Temos, na época atual, de saber lidar com tudo, e eu sou bastante curiosa para pesquisar e criar em tudo o que busco. Sempre gostei muito da temática de horror, desde criança, e já escrevia contos de suspense com nove anos. Terror sempre foi a minha área. História da cidade e terror foram escolhas naturais, e poder apresentar e representar graficamente a cidade nesta forma é algo que sempre tive em mente, contar coisas que muitos recifenses desconhecem, passando pelas ruas, pontes, praças, sem desconfiar de toda a história que elas carregam. Não é apenas assombração e o susto pelo susto, é incorporar o medo ao ambiente da cidade, mostrando em cenários ruas que não mais existem, costumes que entraram em desuso. As assombrações do Recife foram por muito tempo pouco exploradas, e acredito que este projeto tem um potencial de resgate histórico imenso.
8. Já passou por alguma situação constrangedora simplesmente pelo fato de ser mulher e quadrinista? Foi subestimada de alguma forma?
Como mulher, já passei por inúmeras situações constrangedoras. Como quadrinista, apenas do ponto de vista do trabalho em si. Certa vez, tentei entrar no mercado americano, mas meu traço foi considerado fraco para dar a energia que os super-heróis precisavam. Pediram que modificasse meu traço, e então, preferi desistir deste mercado. Fui subestimada por ter abandonado a área por um tempo, mas estou cada vez mais disposta a lutar e mostrar que estou aqui para ficar.
9. Qual o papel da internet em relação ao seu trabalho? O que seria dele hoje em dia se dependesse da indústria?
A internet teve papel fundamental. Para começar, tudo o que produzi para o Sombras do Recife foi lançado na net. Isso fez com que o projeto chegasse a todo País, de um jeito que ainda me surpreende. Se ficasse apenas na dependência da indústria, do quadrinho tradicional impresso, talvez não tivesse toda esta repercussão. Estamos para lançar a revista agora em dezembro por apoio da Prefeitura do Recife e Secretaria de Turismo da Cidade, mas o alcance do site é de milhares de pessoas. A revista, pode atingir 1000, 2000 leitores. Por isso, reitero o valor de se lançar na mídia online. Tudo que estou conseguindo começou com a publicação na internet.
10. Busca inserir temáticas feministas nas suas histórias ou tenta desconstruir suas personagens quando as cria?

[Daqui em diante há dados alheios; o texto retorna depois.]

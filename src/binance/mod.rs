pub mod client;
pub mod rate_limit;

pub use client::BinanceClient;
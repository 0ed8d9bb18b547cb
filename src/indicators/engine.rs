// =============================================================================
// Indicator Engine
// =============================================================================
//
// Turns a price series into a row-per-bar table of EMA / RSI / MACD values,
// then trims the warm-up rows the classifier cannot use.
//
//   compute_rows  — index-aligned, one row per bar, `None` during warm-up
//   warmed_rows   — rows with every classifier input defined (>= 2 or None)
//   run           — both, for one `PriceSeries`
//
// The engine holds no state between calls.
// =============================================================================

use std::collections::BTreeMap;

use anyhow::{bail, Result};
use serde::{Deserialize, Serialize};

use super::ema::ema_series;
use super::macd::calculate_macd;
use super::rsi::rsi_series;
use crate::market_data::{Bar, PriceSeries};

// =============================================================================
// Parameters
// =============================================================================

fn default_ema_windows() -> Vec<usize> {
    vec![21, 50, 90, 180]
}

fn default_trend_fast_ema() -> usize {
    21
}

fn default_trend_slow_ema() -> usize {
    50
}

fn default_rsi_period() -> usize {
    14
}

fn default_macd_fast() -> usize {
    12
}

fn default_macd_slow() -> usize {
    26
}

fn default_macd_signal() -> usize {
    9
}

/// Window sizes for every indicator the engine computes.
#[derive(Debug, Clone, PartialEq, Serialize, Deserialize)]
pub struct IndicatorParams {
    /// EMA overlays computed for display (21/50/90/180).
    #[serde(default = "default_ema_windows")]
    pub ema_windows: Vec<usize>,

    /// Fast trend EMA read by the classifier (close > fast > slow).
    #[serde(default = "default_trend_fast_ema")]
    pub trend_fast_ema: usize,

    /// Slow trend EMA read by the classifier.
    #[serde(default = "default_trend_slow_ema")]
    pub trend_slow_ema: usize,

    #[serde(default = "default_rsi_period")]
    pub rsi_period: usize,

    #[serde(default = "default_macd_fast")]
    pub macd_fast: usize,

    #[serde(default = "default_macd_slow")]
    pub macd_slow: usize,

    #[serde(default = "default_macd_signal")]
    pub macd_signal: usize,
}

impl Default for IndicatorParams {
    fn default() -> Self {
        Self {
            ema_windows: default_ema_windows(),
            trend_fast_ema: default_trend_fast_ema(),
            trend_slow_ema: default_trend_slow_ema(),
            rsi_period: default_rsi_period(),
            macd_fast: default_macd_fast(),
            macd_slow: default_macd_slow(),
            macd_signal: default_macd_signal(),
        }
    }
}

impl IndicatorParams {
    pub fn validate(&self) -> Result<()> {
        if self.ema_windows.iter().any(|&w| w == 0) {
            bail!("EMA windows must be positive: {:?}", self.ema_windows);
        }
        if self.trend_fast_ema == 0 || self.trend_slow_ema == 0 {
            bail!("trend EMA windows must be positive");
        }
        if self.rsi_period == 0 {
            bail!("RSI period must be positive");
        }
        if self.macd_fast == 0 || self.macd_signal == 0 {
            bail!("MACD periods must be positive");
        }
        if self.macd_fast >= self.macd_slow {
            bail!(
                "MACD fast period ({}) must be shorter than slow period ({})",
                self.macd_fast,
                self.macd_slow
            );
        }
        Ok(())
    }

    /// Smallest series length that can leave two fully warmed rows.
    pub fn min_bars(&self) -> usize {
        let trend = self.trend_fast_ema.max(self.trend_slow_ema);
        let rsi = self.rsi_period + 1;
        let macd = self.macd_slow + self.macd_signal - 1;
        trend.max(rsi).max(macd) + 1
    }
}

// =============================================================================
// IndicatorRow
// =============================================================================

/// Derived values for one bar.  `None` means the indicator is still warming up.
#[derive(Debug, Clone, PartialEq, Serialize, Deserialize)]
pub struct IndicatorRow {
    pub timestamp: i64,
    pub close: f64,
    /// Value of the fast trend EMA (EMA21 by default).
    pub ema_fast: Option<f64>,
    /// Value of the slow trend EMA (EMA50 by default).
    pub ema_slow: Option<f64>,
    /// Display overlays keyed by window.
    pub emas: BTreeMap<usize, Option<f64>>,
    pub rsi: Option<f64>,
    pub macd: Option<f64>,
    pub macd_signal: Option<f64>,
    pub macd_histogram: Option<f64>,
}

impl IndicatorRow {
    /// A row with only price data filled in.
    pub fn bare(timestamp: i64, close: f64) -> Self {
        Self {
            timestamp,
            close,
            ema_fast: None,
            ema_slow: None,
            emas: BTreeMap::new(),
            rsi: None,
            macd: None,
            macd_signal: None,
            macd_histogram: None,
        }
    }

    /// True when every field the classifier reads is defined.
    pub fn is_warm(&self) -> bool {
        self.close.is_finite()
            && self.ema_fast.is_some()
            && self.ema_slow.is_some()
            && self.rsi.is_some()
            && self.macd.is_some()
            && self.macd_histogram.is_some()
    }

    pub fn ema(&self, window: usize) -> Option<f64> {
        self.emas.get(&window).copied().flatten()
    }
}

// =============================================================================
// Engine
// =============================================================================

#[derive(Debug, Clone, Default)]
pub struct IndicatorEngine {
    params: IndicatorParams,
}

impl IndicatorEngine {
    pub fn new(params: IndicatorParams) -> Self {
        Self { params }
    }

    pub fn params(&self) -> &IndicatorParams {
        &self.params
    }

    /// Compute one row per bar.  The output is index-aligned with `bars`.
    pub fn compute_rows(&self, bars: &[Bar]) -> Vec<IndicatorRow> {
        let p = &self.params;
        let closes: Vec<f64> = bars.iter().map(|b| b.close).collect();

        let ema_fast = ema_series(&closes, p.trend_fast_ema);
        let ema_slow = ema_series(&closes, p.trend_slow_ema);
        let overlays: Vec<(usize, Vec<Option<f64>>)> = p
            .ema_windows
            .iter()
            .map(|&w| (w, ema_series(&closes, w)))
            .collect();
        let rsi = rsi_series(&closes, p.rsi_period);
        let macd = calculate_macd(&closes, p.macd_fast, p.macd_slow, p.macd_signal);

        bars.iter()
            .enumerate()
            .map(|(i, bar)| IndicatorRow {
                timestamp: bar.timestamp,
                close: bar.close,
                ema_fast: ema_fast[i],
                ema_slow: ema_slow[i],
                emas: overlays.iter().map(|(w, s)| (*w, s[i])).collect(),
                rsi: rsi[i],
                macd: macd.line[i],
                macd_signal: macd.signal[i],
                macd_histogram: macd.histogram[i],
            })
            .collect()
    }

    /// Compute and trim the rows for `series`.
    ///
    /// Returns `None` (insufficient data) when fewer than two warmed rows
    /// remain.
    pub fn run(&self, series: &PriceSeries) -> Option<Vec<IndicatorRow>> {
        warmed_rows(self.compute_rows(series.bars()))
    }
}

/// Drop rows missing any classifier input.  `None` if fewer than two remain.
pub fn warmed_rows(rows: Vec<IndicatorRow>) -> Option<Vec<IndicatorRow>> {
    let warmed: Vec<IndicatorRow> = rows.into_iter().filter(IndicatorRow::is_warm).collect();
    (warmed.len() >= 2).then_some(warmed)
}

// =============================================================================
// Unit Tests
// =============================================================================
#[cfg(test)]
mod tests {
    use super::*;
    use crate::market_data::SeriesKey;

    fn bars_from(closes: &[f64]) -> Vec<Bar> {
        closes
            .iter()
            .enumerate()
            .map(|(i, &c)| Bar::new(i as i64 * 60_000, c, c, c, c, 1.0))
            .collect()
    }

    fn series(closes: &[f64]) -> PriceSeries {
        PriceSeries::new(SeriesKey::new("TEST", "1h"), bars_from(closes)).unwrap()
    }

    fn wave(n: usize) -> Vec<f64> {
        (0..n)
            .map(|i| 100.0 + 8.0 * (i as f64 / 9.0).sin() + 0.05 * i as f64)
            .collect()
    }

    #[test]
    fn default_params() {
        let p = IndicatorParams::default();
        assert_eq!(p.ema_windows, vec![21, 50, 90, 180]);
        assert_eq!((p.macd_fast, p.macd_slow, p.macd_signal), (12, 26, 9));
        assert_eq!(p.rsi_period, 14);
        assert_eq!(p.min_bars(), 51);
        assert!(p.validate().is_ok());
    }

    #[test]
    fn validate_rejects_inverted_macd() {
        let p = IndicatorParams {
            macd_fast: 26,
            macd_slow: 12,
            ..IndicatorParams::default()
        };
        assert!(p.validate().is_err());
    }

    #[test]
    fn validate_rejects_zero_window() {
        let p = IndicatorParams {
            ema_windows: vec![21, 0],
            ..IndicatorParams::default()
        };
        assert!(p.validate().is_err());
    }

    #[test]
    fn rows_are_index_aligned() {
        let closes = wave(200);
        let rows = IndicatorEngine::default().compute_rows(&bars_from(&closes));
        assert_eq!(rows.len(), 200);
        for (i, row) in rows.iter().enumerate() {
            assert_eq!(row.timestamp, i as i64 * 60_000);
            assert_eq!(row.close, closes[i]);
        }
    }

    #[test]
    fn warm_up_boundaries() {
        let rows = IndicatorEngine::default().compute_rows(&bars_from(&wave(200)));
        assert!(rows[19].ema_fast.is_none());
        assert!(rows[20].ema_fast.is_some());
        assert!(rows[48].ema_slow.is_none());
        assert!(rows[49].ema_slow.is_some());
        assert!(rows[13].rsi.is_none());
        assert!(rows[14].rsi.is_some());
        assert!(rows[32].macd_histogram.is_none());
        assert!(rows[33].macd_histogram.is_some());
        assert!(rows[178].ema(180).is_none());
        assert!(rows[179].ema(180).is_some());
        assert!(rows[199].ema(90).is_some());
    }

    #[test]
    fn run_trims_warm_up_rows() {
        let rows = IndicatorEngine::default().run(&series(&wave(200))).unwrap();
        // First warm row is the slow trend EMA's first value.
        assert_eq!(rows.len(), 200 - 49);
        assert_eq!(rows[0].timestamp, 49 * 60_000);
        assert!(rows.iter().all(IndicatorRow::is_warm));
    }

    #[test]
    fn ema180_not_required_for_classification() {
        let rows = IndicatorEngine::default().run(&series(&wave(100))).unwrap();
        assert!(rows.iter().all(|r| r.ema(180).is_none()));
    }

    #[test]
    fn exactly_min_bars_gives_two_rows() {
        let engine = IndicatorEngine::default();
        let n = engine.params().min_bars();
        assert_eq!(engine.run(&series(&wave(n))).map(|r| r.len()), Some(2));
        assert!(engine.run(&series(&wave(n - 1))).is_none());
    }

    #[test]
    fn short_and_empty_series_are_insufficient() {
        let engine = IndicatorEngine::default();
        assert!(engine.run(&series(&[])).is_none());
        assert!(engine.run(&series(&[1.0])).is_none());
        assert!(engine.run(&series(&wave(40))).is_none());
    }

    #[test]
    fn rising_series_pins_rsi_and_keeps_histogram_non_negative() {
        let closes: Vec<f64> = (0..250).map(|i| 50.0 + i as f64 * 0.5).collect();
        let rows = IndicatorEngine::default().run(&series(&closes)).unwrap();
        for row in &rows {
            assert!((row.rsi.unwrap() - 100.0).abs() < 1e-9);
            assert!(row.macd_histogram.unwrap() >= -1e-9);
        }
    }

    #[test]
    fn later_bars_do_not_change_earlier_rows() {
        let mut closes = wave(220);
        let engine = IndicatorEngine::default();
        let before = engine.compute_rows(&bars_from(&closes));
        closes[150] += 40.0;
        closes[219] -= 40.0;
        let after = engine.compute_rows(&bars_from(&closes));
        assert_eq!(before[..150], after[..150]);
    }

    #[test]
    fn same_input_same_output() {
        let s = series(&wave(220));
        let engine = IndicatorEngine::default();
        assert_eq!(engine.run(&s), engine.run(&s));
    }

    #[test]
    fn warmed_rows_needs_two() {
        let mut row = IndicatorRow::bare(0, 1.0);
        row.ema_fast = Some(1.0);
        row.ema_slow = Some(1.0);
        row.rsi = Some(50.0);
        row.macd = Some(0.0);
        row.macd_histogram = Some(0.0);
        assert!(warmed_rows(vec![row.clone()]).is_none());
        assert_eq!(warmed_rows(vec![row.clone(), IndicatorRow::bare(1, 1.0), row]).map(|r| r.len()), Some(2));
    }
}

Se sim, acha que faz algum efeito, que está se fazendo ouvida?
Gosto de trabalhar com anti-heróis, e anti-heroínas. Não tenho pena de maltratar os personagens e acredito que tudo é válido para criar uma boa história. Minhas personagens são fortes, às vezes usam de meios pouco honestos, como no caso da Guilhermina, de Boca de Ouro. Não a pintei com cores suaves, pois ela é manipuladora. Personagens densos são mais similares às pessoas, e isso aumenta a empatia do leitor pela trilha de evolução do personagem, seja do sexo feminino ou não.